What lines in the records include the string "bool"? Return each one.
################
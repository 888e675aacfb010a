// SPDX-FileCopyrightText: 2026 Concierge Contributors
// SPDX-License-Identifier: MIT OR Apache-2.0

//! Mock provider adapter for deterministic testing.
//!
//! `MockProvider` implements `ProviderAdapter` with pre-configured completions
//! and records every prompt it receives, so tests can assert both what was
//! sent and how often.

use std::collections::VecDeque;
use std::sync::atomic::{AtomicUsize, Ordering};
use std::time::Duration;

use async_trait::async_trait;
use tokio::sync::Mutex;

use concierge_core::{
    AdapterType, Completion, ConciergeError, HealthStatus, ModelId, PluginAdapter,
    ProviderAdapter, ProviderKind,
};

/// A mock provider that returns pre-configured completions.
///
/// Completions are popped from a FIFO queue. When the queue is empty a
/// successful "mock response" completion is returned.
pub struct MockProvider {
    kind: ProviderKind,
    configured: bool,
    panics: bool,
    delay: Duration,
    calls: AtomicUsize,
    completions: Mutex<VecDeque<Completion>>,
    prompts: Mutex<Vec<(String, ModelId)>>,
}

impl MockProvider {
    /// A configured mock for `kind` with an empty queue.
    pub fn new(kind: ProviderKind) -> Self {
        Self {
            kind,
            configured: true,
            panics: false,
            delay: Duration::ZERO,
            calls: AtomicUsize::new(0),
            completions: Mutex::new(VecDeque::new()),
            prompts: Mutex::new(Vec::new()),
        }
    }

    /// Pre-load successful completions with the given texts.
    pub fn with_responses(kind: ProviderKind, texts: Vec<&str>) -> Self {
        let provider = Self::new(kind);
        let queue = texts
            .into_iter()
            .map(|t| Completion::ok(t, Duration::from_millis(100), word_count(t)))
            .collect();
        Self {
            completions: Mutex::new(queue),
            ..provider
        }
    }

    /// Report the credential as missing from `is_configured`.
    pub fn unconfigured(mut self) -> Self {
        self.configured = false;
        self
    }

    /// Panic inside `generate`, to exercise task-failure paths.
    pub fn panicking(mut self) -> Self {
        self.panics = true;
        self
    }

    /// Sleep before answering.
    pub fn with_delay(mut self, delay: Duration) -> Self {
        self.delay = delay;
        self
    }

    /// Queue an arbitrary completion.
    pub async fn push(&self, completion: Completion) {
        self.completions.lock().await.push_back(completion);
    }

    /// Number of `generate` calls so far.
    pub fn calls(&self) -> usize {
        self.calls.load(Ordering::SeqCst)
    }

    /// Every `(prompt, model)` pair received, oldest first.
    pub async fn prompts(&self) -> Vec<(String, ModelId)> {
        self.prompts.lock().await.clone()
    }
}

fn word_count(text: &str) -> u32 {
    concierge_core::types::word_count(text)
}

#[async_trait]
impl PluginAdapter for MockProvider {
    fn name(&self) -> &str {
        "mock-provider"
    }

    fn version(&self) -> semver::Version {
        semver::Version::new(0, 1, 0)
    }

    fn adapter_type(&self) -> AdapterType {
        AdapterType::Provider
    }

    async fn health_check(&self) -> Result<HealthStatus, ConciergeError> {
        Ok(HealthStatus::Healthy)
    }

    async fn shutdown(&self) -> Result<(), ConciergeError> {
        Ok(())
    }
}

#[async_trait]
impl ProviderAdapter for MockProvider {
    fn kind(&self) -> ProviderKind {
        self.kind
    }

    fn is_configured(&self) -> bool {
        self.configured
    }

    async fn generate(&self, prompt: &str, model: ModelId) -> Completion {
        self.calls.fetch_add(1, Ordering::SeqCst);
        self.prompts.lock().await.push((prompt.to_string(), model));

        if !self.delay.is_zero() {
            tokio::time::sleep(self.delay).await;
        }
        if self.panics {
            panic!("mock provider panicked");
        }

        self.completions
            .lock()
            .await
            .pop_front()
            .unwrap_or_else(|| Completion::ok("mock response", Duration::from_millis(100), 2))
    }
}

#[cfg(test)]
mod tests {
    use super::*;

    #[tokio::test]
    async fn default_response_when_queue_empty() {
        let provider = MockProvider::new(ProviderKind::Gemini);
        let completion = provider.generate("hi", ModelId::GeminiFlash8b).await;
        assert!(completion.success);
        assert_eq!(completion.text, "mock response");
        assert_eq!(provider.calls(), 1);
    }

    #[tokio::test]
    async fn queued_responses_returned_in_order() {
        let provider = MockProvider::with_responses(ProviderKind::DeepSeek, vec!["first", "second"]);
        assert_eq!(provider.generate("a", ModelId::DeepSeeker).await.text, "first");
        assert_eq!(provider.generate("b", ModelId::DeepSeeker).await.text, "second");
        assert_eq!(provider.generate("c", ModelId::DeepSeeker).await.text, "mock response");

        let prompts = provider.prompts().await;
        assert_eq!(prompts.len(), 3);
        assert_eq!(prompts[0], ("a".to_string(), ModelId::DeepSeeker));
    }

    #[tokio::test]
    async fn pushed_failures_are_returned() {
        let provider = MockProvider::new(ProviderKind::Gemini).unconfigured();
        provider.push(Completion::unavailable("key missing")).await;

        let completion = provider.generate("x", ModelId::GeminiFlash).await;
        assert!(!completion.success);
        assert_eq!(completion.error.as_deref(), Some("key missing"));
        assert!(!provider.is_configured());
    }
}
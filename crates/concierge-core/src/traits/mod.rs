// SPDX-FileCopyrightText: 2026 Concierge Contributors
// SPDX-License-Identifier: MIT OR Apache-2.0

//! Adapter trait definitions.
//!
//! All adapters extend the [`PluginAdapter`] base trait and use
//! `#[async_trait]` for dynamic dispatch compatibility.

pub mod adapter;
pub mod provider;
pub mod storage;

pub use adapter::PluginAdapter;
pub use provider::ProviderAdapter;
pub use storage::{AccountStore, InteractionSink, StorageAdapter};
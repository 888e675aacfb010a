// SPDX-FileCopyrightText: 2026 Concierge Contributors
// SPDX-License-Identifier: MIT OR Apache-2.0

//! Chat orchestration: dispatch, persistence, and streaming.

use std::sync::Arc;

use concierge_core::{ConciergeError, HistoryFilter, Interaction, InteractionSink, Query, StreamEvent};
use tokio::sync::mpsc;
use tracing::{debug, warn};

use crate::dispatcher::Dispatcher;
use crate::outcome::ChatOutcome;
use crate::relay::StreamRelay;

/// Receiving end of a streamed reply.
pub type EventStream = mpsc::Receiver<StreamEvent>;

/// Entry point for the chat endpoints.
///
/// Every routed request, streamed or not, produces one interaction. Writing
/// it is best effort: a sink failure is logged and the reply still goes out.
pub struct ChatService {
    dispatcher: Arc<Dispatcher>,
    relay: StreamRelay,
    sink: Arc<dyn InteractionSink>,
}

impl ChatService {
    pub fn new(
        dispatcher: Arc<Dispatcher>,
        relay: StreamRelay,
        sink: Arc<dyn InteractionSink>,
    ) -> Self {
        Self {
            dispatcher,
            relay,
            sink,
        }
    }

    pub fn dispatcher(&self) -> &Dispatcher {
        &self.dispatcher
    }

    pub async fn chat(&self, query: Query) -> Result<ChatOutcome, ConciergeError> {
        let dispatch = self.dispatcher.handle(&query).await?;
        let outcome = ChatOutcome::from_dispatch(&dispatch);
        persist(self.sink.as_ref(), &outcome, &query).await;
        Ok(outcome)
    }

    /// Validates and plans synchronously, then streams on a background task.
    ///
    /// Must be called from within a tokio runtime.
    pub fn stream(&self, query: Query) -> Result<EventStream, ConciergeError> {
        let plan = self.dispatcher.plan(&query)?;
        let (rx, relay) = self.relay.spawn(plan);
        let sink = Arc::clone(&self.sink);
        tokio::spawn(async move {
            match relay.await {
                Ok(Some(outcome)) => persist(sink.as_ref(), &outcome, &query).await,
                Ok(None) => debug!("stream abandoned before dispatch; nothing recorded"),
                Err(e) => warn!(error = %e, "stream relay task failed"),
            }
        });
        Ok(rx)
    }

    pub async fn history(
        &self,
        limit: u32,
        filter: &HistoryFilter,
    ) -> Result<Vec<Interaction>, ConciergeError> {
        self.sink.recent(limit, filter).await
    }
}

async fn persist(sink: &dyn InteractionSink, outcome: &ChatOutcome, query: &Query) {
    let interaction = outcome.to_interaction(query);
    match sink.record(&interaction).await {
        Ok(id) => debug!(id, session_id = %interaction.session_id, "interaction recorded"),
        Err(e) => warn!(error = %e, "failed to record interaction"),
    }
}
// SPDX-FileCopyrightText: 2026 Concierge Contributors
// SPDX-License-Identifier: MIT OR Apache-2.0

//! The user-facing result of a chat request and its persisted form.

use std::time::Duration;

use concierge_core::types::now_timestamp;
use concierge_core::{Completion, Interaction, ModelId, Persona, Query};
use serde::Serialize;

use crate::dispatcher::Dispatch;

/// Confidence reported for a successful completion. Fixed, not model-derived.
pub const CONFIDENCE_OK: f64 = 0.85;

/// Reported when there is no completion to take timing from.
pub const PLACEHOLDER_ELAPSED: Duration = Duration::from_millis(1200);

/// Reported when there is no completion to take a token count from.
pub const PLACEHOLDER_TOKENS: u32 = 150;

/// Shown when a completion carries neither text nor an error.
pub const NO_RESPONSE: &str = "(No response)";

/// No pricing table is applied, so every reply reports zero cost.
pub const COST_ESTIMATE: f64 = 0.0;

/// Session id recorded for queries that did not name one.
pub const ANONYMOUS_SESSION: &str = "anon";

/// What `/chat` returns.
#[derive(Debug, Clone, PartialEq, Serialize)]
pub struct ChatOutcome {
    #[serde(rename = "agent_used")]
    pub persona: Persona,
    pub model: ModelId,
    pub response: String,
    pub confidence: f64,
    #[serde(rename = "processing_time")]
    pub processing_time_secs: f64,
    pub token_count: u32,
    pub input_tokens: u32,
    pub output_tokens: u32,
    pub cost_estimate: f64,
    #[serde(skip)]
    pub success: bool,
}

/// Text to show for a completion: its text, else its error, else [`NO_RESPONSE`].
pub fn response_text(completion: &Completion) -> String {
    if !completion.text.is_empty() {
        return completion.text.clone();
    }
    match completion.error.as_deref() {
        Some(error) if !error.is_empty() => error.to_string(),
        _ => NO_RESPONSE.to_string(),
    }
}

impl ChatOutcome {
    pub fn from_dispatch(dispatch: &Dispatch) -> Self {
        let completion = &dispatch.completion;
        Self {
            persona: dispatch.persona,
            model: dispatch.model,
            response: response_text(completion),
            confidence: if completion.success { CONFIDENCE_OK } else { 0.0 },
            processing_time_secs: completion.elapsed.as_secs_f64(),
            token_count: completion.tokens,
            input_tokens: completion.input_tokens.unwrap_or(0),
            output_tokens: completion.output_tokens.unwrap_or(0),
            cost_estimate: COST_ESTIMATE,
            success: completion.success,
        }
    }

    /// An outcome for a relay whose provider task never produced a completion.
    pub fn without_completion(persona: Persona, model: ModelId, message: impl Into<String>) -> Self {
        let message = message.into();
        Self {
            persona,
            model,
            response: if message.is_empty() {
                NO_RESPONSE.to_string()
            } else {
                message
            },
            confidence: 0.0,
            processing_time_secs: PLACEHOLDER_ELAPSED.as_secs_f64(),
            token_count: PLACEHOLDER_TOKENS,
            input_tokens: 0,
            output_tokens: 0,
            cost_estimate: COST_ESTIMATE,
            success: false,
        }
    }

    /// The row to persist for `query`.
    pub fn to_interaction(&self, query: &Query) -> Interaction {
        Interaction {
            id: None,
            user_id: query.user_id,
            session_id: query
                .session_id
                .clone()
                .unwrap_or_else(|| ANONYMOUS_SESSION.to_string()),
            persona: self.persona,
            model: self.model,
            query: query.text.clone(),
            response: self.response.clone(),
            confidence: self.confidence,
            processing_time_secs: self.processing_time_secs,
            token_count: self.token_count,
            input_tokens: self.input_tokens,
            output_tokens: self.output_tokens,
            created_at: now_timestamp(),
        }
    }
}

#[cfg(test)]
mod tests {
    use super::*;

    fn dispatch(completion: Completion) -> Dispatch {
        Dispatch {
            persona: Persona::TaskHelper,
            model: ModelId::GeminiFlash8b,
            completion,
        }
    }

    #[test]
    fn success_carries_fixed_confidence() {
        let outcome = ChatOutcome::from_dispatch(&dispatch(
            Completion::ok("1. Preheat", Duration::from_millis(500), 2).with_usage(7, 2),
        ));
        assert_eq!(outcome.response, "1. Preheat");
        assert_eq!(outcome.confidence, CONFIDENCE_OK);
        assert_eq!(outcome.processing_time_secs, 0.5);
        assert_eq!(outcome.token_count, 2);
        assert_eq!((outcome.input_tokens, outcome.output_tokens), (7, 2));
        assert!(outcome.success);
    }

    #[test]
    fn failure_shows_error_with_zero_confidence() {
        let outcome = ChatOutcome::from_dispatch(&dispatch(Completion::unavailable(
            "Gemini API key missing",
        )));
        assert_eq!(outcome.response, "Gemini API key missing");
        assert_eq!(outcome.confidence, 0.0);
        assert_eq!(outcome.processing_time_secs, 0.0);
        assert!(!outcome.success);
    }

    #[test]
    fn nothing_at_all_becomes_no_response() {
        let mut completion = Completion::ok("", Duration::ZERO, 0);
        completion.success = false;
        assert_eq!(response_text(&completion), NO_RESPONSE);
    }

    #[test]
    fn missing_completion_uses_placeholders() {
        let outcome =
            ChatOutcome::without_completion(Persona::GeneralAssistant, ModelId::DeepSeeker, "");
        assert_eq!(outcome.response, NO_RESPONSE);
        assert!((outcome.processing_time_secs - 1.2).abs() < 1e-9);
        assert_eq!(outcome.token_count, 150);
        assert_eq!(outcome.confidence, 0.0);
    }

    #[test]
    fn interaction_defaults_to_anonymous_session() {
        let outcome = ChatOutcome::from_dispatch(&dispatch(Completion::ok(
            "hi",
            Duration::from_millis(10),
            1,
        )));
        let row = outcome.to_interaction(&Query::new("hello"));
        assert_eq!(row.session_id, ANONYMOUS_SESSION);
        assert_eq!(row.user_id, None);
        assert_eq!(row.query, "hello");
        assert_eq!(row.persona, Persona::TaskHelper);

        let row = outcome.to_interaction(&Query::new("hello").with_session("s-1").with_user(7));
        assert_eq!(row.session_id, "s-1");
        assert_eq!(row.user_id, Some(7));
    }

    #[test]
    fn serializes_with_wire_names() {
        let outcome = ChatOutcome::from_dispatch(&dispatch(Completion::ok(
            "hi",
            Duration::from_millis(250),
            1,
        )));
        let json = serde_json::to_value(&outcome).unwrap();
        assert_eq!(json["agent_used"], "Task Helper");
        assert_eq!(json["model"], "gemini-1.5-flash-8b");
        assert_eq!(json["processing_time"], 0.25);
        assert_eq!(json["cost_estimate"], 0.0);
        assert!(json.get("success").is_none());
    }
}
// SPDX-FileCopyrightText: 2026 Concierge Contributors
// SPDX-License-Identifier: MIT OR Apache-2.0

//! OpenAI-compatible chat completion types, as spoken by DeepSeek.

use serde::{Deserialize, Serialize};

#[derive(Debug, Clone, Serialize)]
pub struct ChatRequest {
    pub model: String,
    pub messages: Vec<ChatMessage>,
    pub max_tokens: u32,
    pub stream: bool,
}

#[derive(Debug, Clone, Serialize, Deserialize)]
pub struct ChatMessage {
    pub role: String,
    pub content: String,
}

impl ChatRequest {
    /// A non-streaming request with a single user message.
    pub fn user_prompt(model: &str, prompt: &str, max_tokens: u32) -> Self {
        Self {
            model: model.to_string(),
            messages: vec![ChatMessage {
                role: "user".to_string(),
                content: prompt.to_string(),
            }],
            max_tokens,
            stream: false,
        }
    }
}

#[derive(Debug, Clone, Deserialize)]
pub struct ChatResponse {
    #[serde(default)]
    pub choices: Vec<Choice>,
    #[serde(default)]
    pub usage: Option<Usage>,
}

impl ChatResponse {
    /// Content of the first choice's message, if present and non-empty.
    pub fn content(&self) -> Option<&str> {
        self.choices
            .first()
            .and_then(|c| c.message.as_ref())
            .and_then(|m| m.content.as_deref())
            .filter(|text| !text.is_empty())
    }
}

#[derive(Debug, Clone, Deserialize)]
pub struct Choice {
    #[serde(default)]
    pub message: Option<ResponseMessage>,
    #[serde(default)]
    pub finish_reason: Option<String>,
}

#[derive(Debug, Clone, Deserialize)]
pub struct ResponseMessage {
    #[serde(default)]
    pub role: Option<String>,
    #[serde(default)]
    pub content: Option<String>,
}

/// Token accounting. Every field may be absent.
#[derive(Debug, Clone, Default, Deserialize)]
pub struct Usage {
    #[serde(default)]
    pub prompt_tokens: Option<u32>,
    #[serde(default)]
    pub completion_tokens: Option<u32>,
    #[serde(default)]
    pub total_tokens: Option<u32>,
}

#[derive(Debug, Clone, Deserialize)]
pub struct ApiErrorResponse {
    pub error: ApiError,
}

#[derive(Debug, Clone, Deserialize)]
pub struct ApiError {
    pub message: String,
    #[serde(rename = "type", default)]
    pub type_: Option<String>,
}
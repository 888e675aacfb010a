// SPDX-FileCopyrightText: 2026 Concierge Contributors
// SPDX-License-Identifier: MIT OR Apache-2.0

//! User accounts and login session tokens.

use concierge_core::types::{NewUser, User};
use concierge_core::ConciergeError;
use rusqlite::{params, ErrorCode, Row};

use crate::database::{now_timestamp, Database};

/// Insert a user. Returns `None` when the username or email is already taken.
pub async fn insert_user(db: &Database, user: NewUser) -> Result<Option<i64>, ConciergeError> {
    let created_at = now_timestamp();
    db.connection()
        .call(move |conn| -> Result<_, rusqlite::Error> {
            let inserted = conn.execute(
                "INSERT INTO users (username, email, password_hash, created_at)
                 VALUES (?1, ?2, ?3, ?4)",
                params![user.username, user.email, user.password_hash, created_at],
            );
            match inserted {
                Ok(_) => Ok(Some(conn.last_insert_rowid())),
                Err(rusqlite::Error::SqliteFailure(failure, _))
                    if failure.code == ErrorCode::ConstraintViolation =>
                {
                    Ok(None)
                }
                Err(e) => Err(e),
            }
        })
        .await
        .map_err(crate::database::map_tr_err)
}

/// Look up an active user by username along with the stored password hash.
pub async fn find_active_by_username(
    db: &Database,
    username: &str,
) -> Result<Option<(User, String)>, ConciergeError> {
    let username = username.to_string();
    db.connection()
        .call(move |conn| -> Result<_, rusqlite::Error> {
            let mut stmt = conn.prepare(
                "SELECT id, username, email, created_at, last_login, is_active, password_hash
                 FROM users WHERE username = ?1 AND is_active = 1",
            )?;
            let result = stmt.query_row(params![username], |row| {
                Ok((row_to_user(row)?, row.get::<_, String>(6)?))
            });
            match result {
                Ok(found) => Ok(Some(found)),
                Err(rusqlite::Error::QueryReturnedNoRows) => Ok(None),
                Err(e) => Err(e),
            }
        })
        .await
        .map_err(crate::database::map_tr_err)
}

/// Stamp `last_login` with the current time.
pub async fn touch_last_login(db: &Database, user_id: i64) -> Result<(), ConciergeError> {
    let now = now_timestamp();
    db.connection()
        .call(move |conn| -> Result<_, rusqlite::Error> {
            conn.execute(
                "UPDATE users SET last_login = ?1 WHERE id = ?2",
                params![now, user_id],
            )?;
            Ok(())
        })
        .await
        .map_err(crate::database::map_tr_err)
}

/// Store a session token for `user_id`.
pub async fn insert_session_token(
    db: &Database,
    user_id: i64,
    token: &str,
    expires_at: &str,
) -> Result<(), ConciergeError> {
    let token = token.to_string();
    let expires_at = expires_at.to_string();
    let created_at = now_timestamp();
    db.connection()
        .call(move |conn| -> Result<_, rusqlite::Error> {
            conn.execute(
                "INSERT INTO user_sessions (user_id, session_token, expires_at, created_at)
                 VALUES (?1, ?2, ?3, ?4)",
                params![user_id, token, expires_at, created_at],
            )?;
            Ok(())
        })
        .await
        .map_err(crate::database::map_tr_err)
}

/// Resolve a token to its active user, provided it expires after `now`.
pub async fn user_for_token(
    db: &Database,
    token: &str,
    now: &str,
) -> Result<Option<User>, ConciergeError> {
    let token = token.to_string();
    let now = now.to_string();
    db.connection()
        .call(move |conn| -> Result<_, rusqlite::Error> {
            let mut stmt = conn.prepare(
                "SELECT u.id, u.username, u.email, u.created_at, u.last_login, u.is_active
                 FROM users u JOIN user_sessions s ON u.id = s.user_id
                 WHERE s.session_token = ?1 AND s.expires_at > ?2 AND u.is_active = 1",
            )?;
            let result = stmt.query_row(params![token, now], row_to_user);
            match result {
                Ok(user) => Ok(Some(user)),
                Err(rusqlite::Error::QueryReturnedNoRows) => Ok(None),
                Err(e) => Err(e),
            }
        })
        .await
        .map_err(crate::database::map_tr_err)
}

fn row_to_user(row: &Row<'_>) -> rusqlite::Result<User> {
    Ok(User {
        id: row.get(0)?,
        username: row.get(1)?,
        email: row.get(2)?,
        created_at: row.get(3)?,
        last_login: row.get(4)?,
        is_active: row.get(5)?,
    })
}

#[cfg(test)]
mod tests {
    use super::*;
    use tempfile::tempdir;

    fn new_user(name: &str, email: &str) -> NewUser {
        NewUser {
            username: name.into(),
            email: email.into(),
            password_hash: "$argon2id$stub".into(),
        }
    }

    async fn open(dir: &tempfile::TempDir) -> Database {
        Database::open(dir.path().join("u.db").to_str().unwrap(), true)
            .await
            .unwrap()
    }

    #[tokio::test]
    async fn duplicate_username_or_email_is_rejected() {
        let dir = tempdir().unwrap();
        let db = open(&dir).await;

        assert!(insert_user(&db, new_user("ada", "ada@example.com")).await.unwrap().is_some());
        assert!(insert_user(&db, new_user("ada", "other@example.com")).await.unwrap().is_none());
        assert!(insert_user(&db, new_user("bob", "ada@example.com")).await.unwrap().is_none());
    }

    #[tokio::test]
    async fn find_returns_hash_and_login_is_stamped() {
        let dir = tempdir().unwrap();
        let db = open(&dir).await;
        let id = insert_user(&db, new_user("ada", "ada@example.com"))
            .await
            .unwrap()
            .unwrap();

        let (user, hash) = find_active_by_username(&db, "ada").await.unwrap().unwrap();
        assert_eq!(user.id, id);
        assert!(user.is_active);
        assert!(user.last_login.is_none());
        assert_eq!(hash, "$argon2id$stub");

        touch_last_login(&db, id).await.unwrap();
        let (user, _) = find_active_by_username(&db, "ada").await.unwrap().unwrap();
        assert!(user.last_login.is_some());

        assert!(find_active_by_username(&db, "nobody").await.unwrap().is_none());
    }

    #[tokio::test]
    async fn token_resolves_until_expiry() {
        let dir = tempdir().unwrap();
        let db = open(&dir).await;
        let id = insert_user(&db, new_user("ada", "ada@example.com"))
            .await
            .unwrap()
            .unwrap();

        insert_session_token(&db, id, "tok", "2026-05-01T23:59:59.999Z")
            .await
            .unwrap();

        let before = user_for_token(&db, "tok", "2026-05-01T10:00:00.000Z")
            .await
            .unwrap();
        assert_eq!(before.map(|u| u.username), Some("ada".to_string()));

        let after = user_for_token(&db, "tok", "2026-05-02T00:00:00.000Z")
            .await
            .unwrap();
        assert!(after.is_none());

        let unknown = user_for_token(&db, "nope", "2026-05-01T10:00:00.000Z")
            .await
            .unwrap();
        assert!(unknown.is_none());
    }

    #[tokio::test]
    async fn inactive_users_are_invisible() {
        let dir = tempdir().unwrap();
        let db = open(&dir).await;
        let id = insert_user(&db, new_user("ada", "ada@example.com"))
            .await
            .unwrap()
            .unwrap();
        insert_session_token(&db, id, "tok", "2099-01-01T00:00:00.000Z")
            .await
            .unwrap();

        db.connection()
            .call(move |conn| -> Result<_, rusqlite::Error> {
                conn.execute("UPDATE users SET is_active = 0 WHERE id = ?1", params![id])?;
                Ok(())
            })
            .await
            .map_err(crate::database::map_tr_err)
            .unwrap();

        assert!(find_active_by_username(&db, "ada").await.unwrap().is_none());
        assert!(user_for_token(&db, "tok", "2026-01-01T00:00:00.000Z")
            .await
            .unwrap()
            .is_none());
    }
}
################
### Answer
    configured: bool,
    panics: bool,
    fn is_configured(&self) -> bool {
    pub success: bool,
    pub stream: bool,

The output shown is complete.